具体实施方式

下面结合实施例对本发明做进一步的详细说明，以令本领域技术人员参照说明书文字能够据以实施。

应当理解，本文所使用的诸如“具有”、“包含”以及“包括”术语并不排除一个或多个其它元件或其组合的存在或添加。

实施例1：

木薯再生体系的建立方法，包括：步骤一、获取木薯带腋芽茎段，利用第一培养基和第二培养基进行初代培养和继代增殖培养，至长出无菌叶片，所述第一培养基包括MS培养基和6-BA，所述第二培养基包括6-BA和NAA；步骤二、取步骤一得到的无菌叶片，切成边长为3～5毫米的小块，利用第三培养基进行愈伤组织培养，所述第三培养基包括MS培养基、Picloram和CuSO₄；步骤三、取步骤二得到的愈伤组织，利用第四培养基诱导分化出芽，所述第四培养基包括MS培养基、6-BA和AgNO₃。

在进行初代培养之前，对带腋芽茎段进行灭菌步骤，所述灭菌步骤包括依次利用浓度为75％的酒精和浓度为0.1％的HgCl₂处理30秒和5min。所述第一培养基中6-BA的浓度为1.5mg/L，所述第二培养基中6-BA和NAA的浓度分别为0.5mg/L和0.05mg/L。所述步骤二中，暗培养7天后，进行光照培养40天，所述第三培养基中Picloram和CuSO₄的浓度分别为11.0mg/L和0.2mg/L。所述步骤三中，暗培养5天后，进行光照培养40天，所述第四培养基中6-BA和AgNO₃的浓度分别为0.1mg/L和5.0mg/L。所述第四培养基还包括活性炭和椰子汁，活性炭的用量为第四培养基质量的0.3％，椰子汁与第四培养基的体积比1:120；所述活性炭的制备方法包括：取椰子壳，切碎，用氢氧化钠溶液浸泡，过滤，用水清洗，置入马弗炉中进行碳化，碳化温度为250～300℃，冷却后用乙醇浸泡，加入氧化锌，用超声波辐照，过滤，干燥，即得所述活性炭，氧化锌占活性炭总质量的10％。

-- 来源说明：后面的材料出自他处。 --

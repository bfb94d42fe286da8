//! Graph nodes - the entities of the knowledge graph

use crate::ident::{digest_id, normalize_label, normalize_url};
use serde::{Deserialize, Serialize};
use std::fmt;

/// Maximum importance score a node can carry.
pub const MAX_IMPORTANCE: f64 = 10.0;

/// Unique identifier for a graph node.
///
/// Derived deterministically from what the node represents:
/// - page nodes hash their normalized URL
/// - concept nodes hash their normalized label
///
/// so repeated observations converge on one node across restarts.
#[derive(Debug, Clone, PartialEq, Eq, PartialOrd, Ord, Hash, Serialize, Deserialize)]
#[serde(transparent)]
pub struct NodeId(String);

impl NodeId {
    /// Derive the id for a page node from its URL.
    ///
    /// # Examples
    ///
    /// ```
    /// use trellis_domain::NodeId;
    ///
    /// let a = NodeId::for_page("https://example.com/post/");
    /// let b = NodeId::for_page("https://example.com/post#intro");
    /// assert_eq!(a, b);
    /// ```
    pub fn for_page(url: &str) -> Self {
        Self(digest_id(&normalize_url(url)))
    }

    /// Derive the id for a concept node from its label.
    ///
    /// # Examples
    ///
    /// ```
    /// use trellis_domain::NodeId;
    ///
    /// assert_eq!(
    ///     NodeId::for_concept("Neural Networks"),
    ///     NodeId::for_concept("  neural   networks ")
    /// );
    /// ```
    pub fn for_concept(label: &str) -> Self {
        Self(digest_id(&normalize_label(label)))
    }

    /// Reconstruct an id from its stored string form.
    ///
    /// This is primarily for storage layer deserialization.
    pub fn from_raw(raw: impl Into<String>) -> Self {
        Self(raw.into())
    }

    /// The id as a string slice.
    pub fn as_str(&self) -> &str {
        &self.0
    }
}

impl fmt::Display for NodeId {
    fn fmt(&self, f: &mut fmt::Formatter<'_>) -> fmt::Result {
        write!(f, "{}", self.0)
    }
}

/// The kind of entity a node represents.
///
/// Only `Page` and `Concept` are produced by the current pipeline; `Author`
/// and `Domain` are modeled for forward compatibility.
#[derive(Debug, Clone, Copy, PartialEq, Eq, Hash, Serialize, Deserialize)]
#[serde(rename_all = "snake_case")]
pub enum NodeKind {
    /// A captured web page
    Page,
    /// A concept mentioned by one or more pages
    Concept,
    /// An author of a page (modeled, unused)
    Author,
    /// A web domain (modeled, unused)
    Domain,
}

impl NodeKind {
    /// Storage string for this kind.
    pub fn as_str(&self) -> &'static str {
        match self {
            NodeKind::Page => "page",
            NodeKind::Concept => "concept",
            NodeKind::Author => "author",
            NodeKind::Domain => "domain",
        }
    }

    /// Parse a storage string back into a kind.
    pub fn parse(s: &str) -> Option<Self> {
        match s {
            "page" => Some(NodeKind::Page),
            "concept" => Some(NodeKind::Concept),
            "author" => Some(NodeKind::Author),
            "domain" => Some(NodeKind::Domain),
            _ => None,
        }
    }
}

/// An entity in the knowledge graph.
#[derive(Debug, Clone, PartialEq, Serialize, Deserialize)]
pub struct GraphNode {
    /// Unique, content-derived identifier
    pub id: NodeId,

    /// What this node represents
    pub kind: NodeKind,

    /// Human-readable label (page title or concept name)
    pub label: String,

    /// Source URL (page nodes only)
    pub url: Option<String>,

    /// Short summary from analysis (page nodes only)
    pub summary: Option<String>,

    /// Domain the page was captured from
    pub domain: Option<String>,

    /// Heuristic content type of the source page
    pub content_type: Option<String>,

    /// Importance score, clamped to [0, MAX_IMPORTANCE]
    pub importance: f64,

    /// Page nodes that mention this concept (concept nodes only).
    ///
    /// Appends are not deduplicated; per-URL dedup upstream keeps repeats rare.
    pub mentioned_by: Vec<NodeId>,

    /// When this node was created (unix seconds)
    pub created_at: u64,
}

impl GraphNode {
    /// Create a page node. Importance is clamped on entry.
    pub fn page(
        url: &str,
        label: impl Into<String>,
        importance: f64,
        created_at: u64,
    ) -> Self {
        Self {
            id: NodeId::for_page(url),
            kind: NodeKind::Page,
            label: label.into(),
            url: Some(url.to_string()),
            summary: None,
            domain: None,
            content_type: None,
            importance: importance.clamp(0.0, MAX_IMPORTANCE),
            mentioned_by: Vec::new(),
            created_at,
        }
    }

    /// Create a concept node with its first mentioning page.
    pub fn concept(label: impl Into<String>, mentioned_by: NodeId, created_at: u64) -> Self {
        let label = label.into();
        Self {
            id: NodeId::for_concept(&label),
            kind: NodeKind::Concept,
            label,
            url: None,
            summary: None,
            domain: None,
            content_type: None,
            importance: 1.0,
            mentioned_by: vec![mentioned_by],
            created_at,
        }
    }

    /// Attach a summary (builder style).
    pub fn with_summary(mut self, summary: impl Into<String>) -> Self {
        self.summary = Some(summary.into());
        self
    }

    /// Attach the source domain (builder style).
    pub fn with_domain(mut self, domain: impl Into<String>) -> Self {
        self.domain = Some(domain.into());
        self
    }

    /// Attach the content type (builder style).
    pub fn with_content_type(mut self, content_type: impl Into<String>) -> Self {
        self.content_type = Some(content_type.into());
        self
    }

    /// Increase importance by `delta`, clamped to [0, MAX_IMPORTANCE].
    pub fn bump_importance(&mut self, delta: f64) {
        self.importance = (self.importance + delta).clamp(0.0, MAX_IMPORTANCE);
    }
}

#[cfg(test)]
mod tests {
    use super::*;

    #[test]
    fn test_page_ids_converge_on_normalized_url() {
        let a = GraphNode::page("https://example.com/a/", "A", 5.0, 0);
        let b = GraphNode::page("https://EXAMPLE.com/a", "A again", 5.0, 1);
        assert_eq!(a.id, b.id);
    }

    #[test]
    fn test_concept_ids_converge_on_normalized_label() {
        let page = NodeId::for_page("https://example.com");
        let a = GraphNode::concept("Neural Networks", page.clone(), 0);
        let b = GraphNode::concept("neural  networks", page, 0);
        assert_eq!(a.id, b.id);
    }

    #[test]
    fn test_page_and_concept_ids_differ_for_same_text() {
        assert_ne!(NodeId::for_page("rust"), NodeId::for_concept("rust"));
    }

    #[test]
    fn test_importance_clamped_on_creation() {
        let node = GraphNode::page("https://example.com", "A", 99.0, 0);
        assert_eq!(node.importance, MAX_IMPORTANCE);

        let node = GraphNode::page("https://example.com", "A", -3.0, 0);
        assert_eq!(node.importance, 0.0);
    }

    #[test]
    fn test_bump_importance_clamps() {
        let page = NodeId::for_page("https://example.com");
        let mut node = GraphNode::concept("ai", page, 0);
        for _ in 0..100 {
            node.bump_importance(0.5);
        }
        assert_eq!(node.importance, MAX_IMPORTANCE);

        node.bump_importance(-100.0);
        assert_eq!(node.importance, 0.0);
    }

    #[test]
    fn test_kind_round_trip() {
        for kind in [
            NodeKind::Page,
            NodeKind::Concept,
            NodeKind::Author,
            NodeKind::Domain,
        ] {
            assert_eq!(NodeKind::parse(kind.as_str()), Some(kind));
        }
        assert_eq!(NodeKind::parse("unknown"), None);
    }
}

在步骤一、步骤二、步骤三、步骤四中，温度保持在26℃，光照培养的条件包括光照时间12h/d以及光照强度为1800lx。所述第一培养基、所述第二培养基、所述第三培养基、所述第四培养基的pH为5.8。

对比例1：

将Picloram替换为CTK和NAA，其余参数与实施例1中的完全相同，工艺过程也完全相同。

对比例2：

将活性炭替换为市售活性炭，其余参数与实施例1中的完全相同，工艺过程也完全相同。

试验：

分别利用实施例1、对比例1和对比例2的方法对木薯带腋芽茎段进行处理，每个实施例或对比例至少试验30组。统计愈伤组织诱导率和愈伤组织分化率，统计结果分别见表1和表2。愈伤组织诱导率＝形成愈伤组织的小块/小块总数量×100％，愈伤组织分化率＝分化的愈伤组织/愈伤组织总数量×100％。

表1愈伤组织诱导结果

表2愈伤组织分化结果

由表1和表2可以看出，本申请的愈伤组织诱导率可以达到100％，愈伤组织分化率可达到37％，可能为木薯品种改良过程奠定基础，例如在目的基因转入木薯细胞中，再进行后续组织培养。将Picloram替换为CTK和NAA不会对愈伤组织诱导率产生较大影响，但是其产生的愈伤组织几乎不会分化，用市售活性炭替换本申请的活性炭后，愈伤组织分化率降幅较大，可能本申请的活性炭能够为愈伤组织提供更佳的分化条件。

这里说明的设备数量和处理规模是用来简化本发明的说明的。对本发明木薯再生体系的建立方法的应用、修改和变化对本领域的技术人员来说是显而易见的。

尽管本发明的实施方案已公开如上，但其并不仅仅限于说明书和实施方式中所列运用，它完全可以被适用于各种适合本发明的领域，对于熟悉本领域的人员而言，可容易地实现另外的修改，因此在不背离权利要求及等同范围所限定的一般概念下，本发明并不限于特定的细节和这里示出与描述的实施例。